My turn in the barrel came, as it always does. We had this new initiative, a big push to modernize some of our core stuff. And guess what was sitting right in the middle of the pathway, like a stubborn old goat? Yep. Johnny poo poo. My boss, bless his heart, came to me with that look. You know the one. The “I know this is awful, but you’re the only one who might actually figure it out without setting the building on fire” look. Apparently, my reputation for being able to untangle knotted fishing lines with my teeth had preceded me into the digital realm.
Diving In: The Not-So-Fun Part
So, my journey began. First, I tried to find any documentation. Hah! That was a good laugh. What I found was a sticky note from five years prior that just said “Reboot if angry.” Super helpful.
My process, if you can call it that, was pretty much this:
- Staring. Lots and lots of staring at lines of code that looked like someone had sneezed alphabet soup onto the screen.
- Guessing. I’d change a small thing, cross my fingers, and see if the whole system exploded. Sometimes it did. Good times.
- Coffee. Buckets of it. I think I single-handedly kept the local coffee shop in business that month.
- Talking to myself. Out loud. Sometimes arguing with the code. My coworkers started giving me a wide berth.
- Whiteboarding. I drew diagrams that looked like a toddler’s impression of a spider web. Trying to map out how this… thing even thought it was supposed to work.
It was slow. Painfully slow. There were days I’d go home feeling like I’d achieved absolutely nothing, just bashed my head against a digital brick wall. I remember one particular Tuesday, I found a variable named `temp_var_final_really_final_this_time_02`. That told me everything I needed to know about the original developer’s state of mind.

The Breakthrough, Sort Of
After what felt like an eternity, I started to see patterns.

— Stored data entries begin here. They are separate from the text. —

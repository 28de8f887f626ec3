//! Entity module - Contains all SeaORM entity definitions for the database.
//! These entities represent the database tables and their relationships.
//! Each entity has a Model struct for data and an Entity struct for operations.

pub mod catalog;
pub mod catalog_month;
pub mod enums;
pub mod order;
pub mod pricing;
pub mod stock;
pub mod transaction;
pub mod user;

// Re-export specific types to avoid conflicts
pub use catalog::{Column as CatalogColumn, Entity as Catalog, Model as CatalogModel};
pub use catalog_month::{
    Column as CatalogMonthColumn, Entity as CatalogMonth, Model as CatalogMonthModel,
};
pub use enums::{Month, OrderStatus, PaymentStatus, ProductType, TransactionKind, TransactionStatus};
pub use order::{Column as OrderColumn, Entity as Order, Model as OrderModel};
pub use pricing::{Column as PricingColumn, Entity as Pricing, Model as PricingModel};
pub use stock::{Column as StockColumn, Entity as Stock, Model as StockModel};
pub use transaction::{
    Column as TransactionColumn, Entity as Transaction, Model as TransactionModel,
};
pub use user::{Column as UserColumn, Entity as User, Model as UserModel};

Tiny, almost invisible glimmers of logic in the madness. It was like being an archaeologist, dusting off some ancient relic and finally figuring out it wasn’t just a rock, it was a… well, a slightly less confusing rock.

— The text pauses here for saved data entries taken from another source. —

//! Order records - purchase snapshots and their status lifecycle.
//!
//! Price and total are frozen when the order is created. Status moves forward
//! only (`pending -> processing -> completed`, or to `cancelled` before
//! completion). Refunds accumulate in `refund_amount` and may never exceed
//! `total_price`.

use crate::{
    core::{append_note, stock::ProductKey},
    entities::{Order, OrderStatus, PaymentStatus, ProductType, order},
    errors::{Error, Result},
};
use chrono::{DateTime, Utc};
use sea_orm::{PaginatorTrait, QueryOrder, QuerySelect, Set, prelude::*, sea_query::Expr};
use tracing::info;

/// Refund totals within this distance of the order total count as a full refund.
const REFUND_EPSILON: f64 = 1e-9;

/// Data needed to create an order.
#[derive(Debug, Clone)]
pub struct NewOrder {
    /// Buyer
    pub user_id: i64,
    /// What is bought
    pub key: ProductKey,
    /// Number of units
    pub quantity: i64,
    /// Unit price at checkout
    pub price_per_unit: f64,
    /// Delivery target
    pub target_username: String,
}

/// Order counts per product type.
#[derive(Debug, Clone, Copy, Default, PartialEq, Eq)]
pub struct TypeCounts {
    /// Orders for groups
    pub group: u64,
    /// Orders for channels
    pub channel: u64,
}

impl TypeCounts {
    /// Sum over both types.
    #[must_use]
    pub const fn total(&self) -> u64 {
        self.group + self.channel
    }
}

/// Inserts a `pending`/`paid` order with the total frozen as
/// `price_per_unit * quantity`.
pub async fn create_order<C>(db: &C, new_order: NewOrder) -> Result<order::Model>
where
    C: ConnectionTrait,
{
    if new_order.quantity < 1 {
        return Err(Error::InvalidQuantity {
            quantity: new_order.quantity,
        });
    }
    if !new_order.price_per_unit.is_finite() || new_order.price_per_unit < 0.0 {
        return Err(Error::InvalidAmount {
            amount: new_order.price_per_unit,
        });
    }
    let target_username = new_order.target_username.trim().trim_start_matches('@');
    if target_username.is_empty() {
        return Err(Error::Validation {
            message: "Target username cannot be empty".to_string(),
        });
    }

    #[allow(clippy::cast_precision_loss)]
    let total_price = new_order.price_per_unit * new_order.quantity as f64;
    let now = Utc::now();

    let created = order::ActiveModel {
        user_id: Set(new_order.user_id),
        product_type: Set(new_order.key.product_type),
        month: Set(new_order.key.month),
        year: Set(new_order.key.year),
        quantity: Set(new_order.quantity),
        price_per_unit: Set(new_order.price_per_unit),
        total_price: Set(total_price),
        target_username: Set(target_username.to_string()),
        status: Set(OrderStatus::Pending),
        payment_status: Set(PaymentStatus::Paid),
        refund_amount: Set(0.0),
        refund_reason: Set(None),
        admin_notes: Set(None),
        created_at: Set(now),
        updated_at: Set(now),
        completed_at: Set(None),
        cancelled_at: Set(None),
        refunded_at: Set(None),
        ..Default::default()
    }
    .insert(db)
    .await?;

    info!(
        order_id = created.id,
        user_id = created.user_id,
        key = %new_order.key,
        quantity = created.quantity,
        total = created.total_price,
        "order created"
    );
    Ok(created)
}

/// Retrieves an order by id.
pub async fn get_order_by_id<C>(db: &C, order_id: i64) -> Result<Option<order::Model>>
where
    C: ConnectionTrait,
{
    Order::find_by_id(order_id).one(db).await.map_err(Into::into)
}

/// Like [`get_order_by_id`] but a missing order is an error.
pub async fn require_order<C>(db: &C, order_id: i64) -> Result<order::Model>
where
    C: ConnectionTrait,
{
    get_order_by_id(db, order_id)
        .await?
        .ok_or(Error::OrderNotFound { order_id })
}

/// A user's orders, newest first, optionally limited.
pub async fn get_user_orders(
    db: &DatabaseConnection,
    user_id: i64,
    limit: Option<u64>,
) -> Result<Vec<order::Model>> {
    Order::find()
        .filter(order::Column::UserId.eq(user_id))
        .order_by_desc(order::Column::Id)
        .limit(limit)
        .all(db)
        .await
        .map_err(Into::into)
}

/// The most recent orders across all users.
pub async fn get_recent_orders(db: &DatabaseConnection, limit: u64) -> Result<Vec<order::Model>> {
    Order::find()
        .order_by_desc(order::Column::Id)
        .limit(limit)
        .all(db)
        .await
        .map_err(Into::into)
}

/// Number of orders per product type.
pub async fn count_orders_by_type(db: &DatabaseConnection) -> Result<TypeCounts> {
    let count = |product_type: ProductType| {
        Order::find()
            .filter(order::Column::ProductType.eq(product_type))
            .count(db)
    };
    Ok(TypeCounts {
        group: count(ProductType::Group).await?,
        channel: count(ProductType::Channel).await?,
    })
}

/// Number of orders created in `[from, to)`.
pub async fn count_orders_by_period(
    db: &DatabaseConnection,
    from: DateTime<Utc>,
    to: DateTime<Utc>,
) -> Result<u64> {
    Order::find()
        .filter(order::Column::CreatedAt.gte(from))
        .filter(order::Column::CreatedAt.lt(to))
        .count(db)
        .await
        .map_err(Into::into)
}

/// Moves an order to `status`.
///
/// Only forward transitions are allowed; `completed_at` or `cancelled_at` is
/// stamped accordingly and `notes` is appended to the admin notes. Stock and
/// wallet are not touched here, see [`crate::core::checkout`].
///
/// # Errors
/// - `OrderNotFound`
/// - `InvalidState` for a backward or repeated transition, or when the order
///   changed concurrently
pub async fn update_status<C>(
    db: &C,
    order_id: i64,
    status: OrderStatus,
    notes: Option<&str>,
) -> Result<order::Model>
where
    C: ConnectionTrait,
{
    let current = require_order(db, order_id).await?;
    if !current.status.can_advance_to(status) {
        return Err(Error::InvalidState {
            message: format!(
                "Order #{order_id} cannot move from {} to {status}",
                current.status
            ),
        });
    }

    let now = Utc::now();
    let mut update = Order::update_many()
        .col_expr(order::Column::Status, Expr::value(status))
        .col_expr(order::Column::UpdatedAt, Expr::value(now))
        .col_expr(
            order::Column::AdminNotes,
            Expr::value(append_note(current.admin_notes.clone(), notes, now)),
        );
    match status {
        OrderStatus::Completed => {
            update = update.col_expr(order::Column::CompletedAt, Expr::value(Some(now)));
        }
        OrderStatus::Cancelled => {
            update = update.col_expr(order::Column::CancelledAt, Expr::value(Some(now)));
        }
        OrderStatus::Pending | OrderStatus::Processing | OrderStatus::Refunded => {}
    }

    let touched = update
        .filter(order::Column::Id.eq(order_id))
        .filter(order::Column::Status.eq(current.status))
        .exec(db)
        .await?
        .rows_affected;
    if touched == 0 {
        return Err(Error::InvalidState {
            message: format!("Order #{order_id} changed while it was being updated"),
        });
    }

    info!(order_id, from = %current.status, to = %status, "order status updated");
    require_order(db, order_id).await
}

/// Records a refund of `amount` against an order.
///
/// Refunds accumulate. When the accumulated amount reaches `total_price` the
/// order becomes `refunded`/`refunded` (a cancelled order keeps its status);
/// below that the payment is
/// `partially_refunded` and the fulfilment status is kept. This only updates the
/// order; the wallet credit is done by [`crate::core::checkout::refund_order`].
///
/// # Errors
/// - `OrderNotFound`
/// - `InvalidAmount` when `amount` is not positive or the accumulated refund
///   would exceed `total_price`
/// - `InvalidState` when the order is already fully refunded
pub async fn process_refund<C>(
    db: &C,
    order_id: i64,
    amount: f64,
    reason: &str,
) -> Result<order::Model>
where
    C: ConnectionTrait,
{
    if !amount.is_finite() || amount <= 0.0 {
        return Err(Error::InvalidAmount { amount });
    }

    let current = require_order(db, order_id).await?;
    if current.payment_status == PaymentStatus::Refunded {
        return Err(Error::InvalidState {
            message: format!("Order #{order_id} is already fully refunded"),
        });
    }

    let refunded = current.refund_amount + amount;
    if refunded > current.total_price + REFUND_EPSILON {
        return Err(Error::InvalidAmount { amount });
    }

    let fully_refunded = (current.total_price - refunded).abs() <= REFUND_EPSILON;
    let (refund_amount, payment_status, status) = if fully_refunded {
        // A cancelled order stays cancelled; only its payment is marked refunded
        let status = if current.status == OrderStatus::Cancelled {
            OrderStatus::Cancelled
        } else {
            OrderStatus::Refunded
        };
        (current.total_price, PaymentStatus::Refunded, status)
    } else {
        (refunded, PaymentStatus::PartiallyRefunded, current.status)
    };

    let now = Utc::now();
    let touched = Order::update_many()
        .col_expr(order::Column::RefundAmount, Expr::value(refund_amount))
        .col_expr(order::Column::PaymentStatus, Expr::value(payment_status))
        .col_expr(order::Column::Status, Expr::value(status))
        .col_expr(order::Column::RefundReason, Expr::value(Some(reason.to_string())))
        .col_expr(order::Column::RefundedAt, Expr::value(Some(now)))
        .col_expr(order::Column::UpdatedAt, Expr::value(now))
        .filter(order::Column::Id.eq(order_id))
        .filter(order::Column::RefundAmount.eq(current.refund_amount))
        .exec(db)
        .await?
        .rows_affected;
    if touched == 0 {
        return Err(Error::InvalidState {
            message: format!("Order #{order_id} changed while the refund was being recorded"),
        });
    }

    info!(order_id, amount, refund_amount, payment_status = %payment_status, "refund recorded");
    require_order(db, order_id).await
}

I didn’t rewrite the whole thing. That would have been a Herculean task, probably impossible without breaking a dozen other things I didn’t even know existed. No, my goal became containment and understanding. I managed to isolate the really problematic bits, put some better error handling around them, and document, for the love of all that is holy, I documented what I found. I wrote down what it did, why it was terrible, and how to placate it when it threw a tantrum.
Did I fix “johnny poo poo”? Not really. It’s still there, lurking. But it’s a bit less poo-pooey, if you catch my drift. It’s more understood. People aren’t quite as terrified of it now. We even managed to get the new initiative moving forward, carefully stepping around its more fragile parts.
So, yeah. That was my adventure with “johnny poo poo.” Not glamorous, not exciting in the traditional sense, but it was a job that needed doing. Sometimes you just gotta roll up your sleeves and wade into the muck. It’s not always about building shiny new things; sometimes it’s about making the old, creaky things just a little less likely to fall apart on your head. And hey, at least now I have a good story to tell, right?